PROBLEM TO SOLVE:
Take the entries below and print, exactly, the stretch from the line containing "validate_node(child, false);" through the line containing "u8>, probe: &str)", both included.

Saved data entries
=== Begin Enclosure ===

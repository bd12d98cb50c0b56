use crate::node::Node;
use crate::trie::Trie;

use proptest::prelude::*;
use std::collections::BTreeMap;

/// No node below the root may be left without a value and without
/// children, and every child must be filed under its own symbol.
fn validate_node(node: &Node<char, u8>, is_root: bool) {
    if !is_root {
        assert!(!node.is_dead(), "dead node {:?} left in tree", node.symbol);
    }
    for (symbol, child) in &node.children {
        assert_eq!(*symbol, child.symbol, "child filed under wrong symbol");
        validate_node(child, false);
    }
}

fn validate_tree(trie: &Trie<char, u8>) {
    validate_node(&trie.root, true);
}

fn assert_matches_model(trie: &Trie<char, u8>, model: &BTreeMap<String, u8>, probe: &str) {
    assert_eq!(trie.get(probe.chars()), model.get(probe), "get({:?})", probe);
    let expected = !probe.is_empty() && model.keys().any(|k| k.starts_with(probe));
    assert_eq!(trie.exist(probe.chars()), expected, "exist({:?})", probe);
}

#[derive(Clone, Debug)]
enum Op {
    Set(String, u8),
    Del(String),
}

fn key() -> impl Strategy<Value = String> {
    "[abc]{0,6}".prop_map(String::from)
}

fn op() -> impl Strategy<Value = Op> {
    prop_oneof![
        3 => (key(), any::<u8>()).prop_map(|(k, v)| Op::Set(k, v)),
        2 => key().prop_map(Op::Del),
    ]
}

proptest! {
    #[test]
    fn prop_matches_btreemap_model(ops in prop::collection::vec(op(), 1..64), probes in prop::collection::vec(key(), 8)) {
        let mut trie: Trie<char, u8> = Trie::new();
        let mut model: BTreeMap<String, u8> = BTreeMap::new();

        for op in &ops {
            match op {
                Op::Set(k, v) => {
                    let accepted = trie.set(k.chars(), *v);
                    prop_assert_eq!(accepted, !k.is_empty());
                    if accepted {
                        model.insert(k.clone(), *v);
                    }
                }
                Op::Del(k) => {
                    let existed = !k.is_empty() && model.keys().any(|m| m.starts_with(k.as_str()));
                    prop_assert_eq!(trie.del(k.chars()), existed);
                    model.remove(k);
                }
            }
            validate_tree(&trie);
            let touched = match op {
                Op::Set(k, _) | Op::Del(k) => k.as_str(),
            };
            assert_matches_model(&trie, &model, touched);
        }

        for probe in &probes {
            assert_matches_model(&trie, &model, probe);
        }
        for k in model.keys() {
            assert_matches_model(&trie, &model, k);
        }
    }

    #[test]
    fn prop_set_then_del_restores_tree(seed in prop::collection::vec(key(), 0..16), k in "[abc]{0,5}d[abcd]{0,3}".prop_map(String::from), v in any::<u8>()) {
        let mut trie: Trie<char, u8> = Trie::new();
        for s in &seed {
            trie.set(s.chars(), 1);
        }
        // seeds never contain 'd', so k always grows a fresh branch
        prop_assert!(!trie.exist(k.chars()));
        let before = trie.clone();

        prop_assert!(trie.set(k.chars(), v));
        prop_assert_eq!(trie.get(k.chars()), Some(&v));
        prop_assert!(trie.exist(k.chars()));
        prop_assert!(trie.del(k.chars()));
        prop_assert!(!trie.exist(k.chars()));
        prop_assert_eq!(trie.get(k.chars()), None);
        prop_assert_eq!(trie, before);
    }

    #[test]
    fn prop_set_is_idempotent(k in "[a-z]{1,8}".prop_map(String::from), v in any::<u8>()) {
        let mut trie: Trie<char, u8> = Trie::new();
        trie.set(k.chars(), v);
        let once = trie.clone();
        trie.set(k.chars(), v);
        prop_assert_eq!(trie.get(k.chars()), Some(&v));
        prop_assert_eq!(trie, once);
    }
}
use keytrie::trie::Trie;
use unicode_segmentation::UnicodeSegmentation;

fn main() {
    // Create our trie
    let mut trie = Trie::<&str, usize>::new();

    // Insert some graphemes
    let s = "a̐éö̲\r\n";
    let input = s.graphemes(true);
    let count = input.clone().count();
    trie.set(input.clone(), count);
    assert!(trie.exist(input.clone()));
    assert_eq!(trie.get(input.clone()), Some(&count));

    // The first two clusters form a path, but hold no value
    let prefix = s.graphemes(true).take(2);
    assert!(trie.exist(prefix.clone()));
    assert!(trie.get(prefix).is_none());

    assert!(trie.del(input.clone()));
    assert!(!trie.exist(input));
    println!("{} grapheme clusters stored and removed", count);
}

=== End Enclosure ===
=== Begin Enclosure ===

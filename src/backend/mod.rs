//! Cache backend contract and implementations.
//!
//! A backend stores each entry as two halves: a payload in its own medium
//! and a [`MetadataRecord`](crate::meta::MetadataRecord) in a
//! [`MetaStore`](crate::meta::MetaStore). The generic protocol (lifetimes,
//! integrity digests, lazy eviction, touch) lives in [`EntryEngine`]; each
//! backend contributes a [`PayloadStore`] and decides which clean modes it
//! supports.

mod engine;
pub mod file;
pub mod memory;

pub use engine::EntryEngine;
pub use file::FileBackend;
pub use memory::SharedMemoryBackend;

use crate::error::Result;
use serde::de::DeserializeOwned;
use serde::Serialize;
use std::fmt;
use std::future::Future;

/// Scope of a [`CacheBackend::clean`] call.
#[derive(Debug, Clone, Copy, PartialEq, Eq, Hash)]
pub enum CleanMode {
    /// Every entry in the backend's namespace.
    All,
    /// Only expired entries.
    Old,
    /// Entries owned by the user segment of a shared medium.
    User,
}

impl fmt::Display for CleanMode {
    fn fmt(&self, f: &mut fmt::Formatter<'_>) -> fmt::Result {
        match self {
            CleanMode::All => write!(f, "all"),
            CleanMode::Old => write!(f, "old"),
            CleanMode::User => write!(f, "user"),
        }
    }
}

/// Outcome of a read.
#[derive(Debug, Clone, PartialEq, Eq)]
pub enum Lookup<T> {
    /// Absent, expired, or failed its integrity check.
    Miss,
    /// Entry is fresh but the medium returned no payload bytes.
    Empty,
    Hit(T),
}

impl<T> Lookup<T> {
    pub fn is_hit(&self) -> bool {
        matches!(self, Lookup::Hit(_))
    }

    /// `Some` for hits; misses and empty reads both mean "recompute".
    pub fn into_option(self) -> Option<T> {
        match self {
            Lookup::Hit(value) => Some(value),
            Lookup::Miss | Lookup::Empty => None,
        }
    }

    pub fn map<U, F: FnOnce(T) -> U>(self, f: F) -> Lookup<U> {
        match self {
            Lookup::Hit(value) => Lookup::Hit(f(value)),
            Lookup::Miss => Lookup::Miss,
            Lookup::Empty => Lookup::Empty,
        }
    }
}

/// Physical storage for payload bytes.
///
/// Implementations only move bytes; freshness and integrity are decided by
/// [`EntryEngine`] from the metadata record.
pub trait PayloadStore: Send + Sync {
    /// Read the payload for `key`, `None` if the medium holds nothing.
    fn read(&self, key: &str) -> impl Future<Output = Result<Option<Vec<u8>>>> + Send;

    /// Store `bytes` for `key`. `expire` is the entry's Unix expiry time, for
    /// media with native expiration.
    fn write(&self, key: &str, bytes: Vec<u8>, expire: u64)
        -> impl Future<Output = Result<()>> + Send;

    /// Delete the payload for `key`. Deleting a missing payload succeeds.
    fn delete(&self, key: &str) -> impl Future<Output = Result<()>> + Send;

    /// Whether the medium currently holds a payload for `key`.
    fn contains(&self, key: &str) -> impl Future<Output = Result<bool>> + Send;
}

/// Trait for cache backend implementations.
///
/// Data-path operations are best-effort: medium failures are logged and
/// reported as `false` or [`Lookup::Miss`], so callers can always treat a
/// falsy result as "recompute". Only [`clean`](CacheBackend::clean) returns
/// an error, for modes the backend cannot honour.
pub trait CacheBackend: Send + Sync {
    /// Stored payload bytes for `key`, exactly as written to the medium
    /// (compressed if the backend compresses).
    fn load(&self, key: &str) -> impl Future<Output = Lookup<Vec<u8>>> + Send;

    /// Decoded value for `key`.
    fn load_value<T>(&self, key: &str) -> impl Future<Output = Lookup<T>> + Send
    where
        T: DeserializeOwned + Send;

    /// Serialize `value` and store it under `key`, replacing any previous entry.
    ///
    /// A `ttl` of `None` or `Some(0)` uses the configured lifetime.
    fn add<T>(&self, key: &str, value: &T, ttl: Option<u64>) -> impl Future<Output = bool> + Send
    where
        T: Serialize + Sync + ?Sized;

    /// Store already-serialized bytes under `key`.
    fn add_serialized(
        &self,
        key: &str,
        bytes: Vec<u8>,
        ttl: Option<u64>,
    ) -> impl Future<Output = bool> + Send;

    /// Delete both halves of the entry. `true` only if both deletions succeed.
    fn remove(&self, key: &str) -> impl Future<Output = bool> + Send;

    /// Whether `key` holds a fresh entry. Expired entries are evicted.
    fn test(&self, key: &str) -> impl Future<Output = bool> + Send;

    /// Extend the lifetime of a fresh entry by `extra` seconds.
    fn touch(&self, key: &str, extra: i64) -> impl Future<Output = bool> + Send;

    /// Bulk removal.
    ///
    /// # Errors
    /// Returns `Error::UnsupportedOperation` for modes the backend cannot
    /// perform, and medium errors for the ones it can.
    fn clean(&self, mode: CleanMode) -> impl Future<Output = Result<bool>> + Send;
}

=== End Enclosure ===

RESPONSE TO THE TASK:
        validate_node(child, false);
    }
}

fn validate_tree(trie: &Trie<char, u8>) {
    validate_node(&trie.root, true);
}

fn assert_matches_model(trie: &Trie<char, u8>, model: &BTreeMap<String, u8>, probe: &str) {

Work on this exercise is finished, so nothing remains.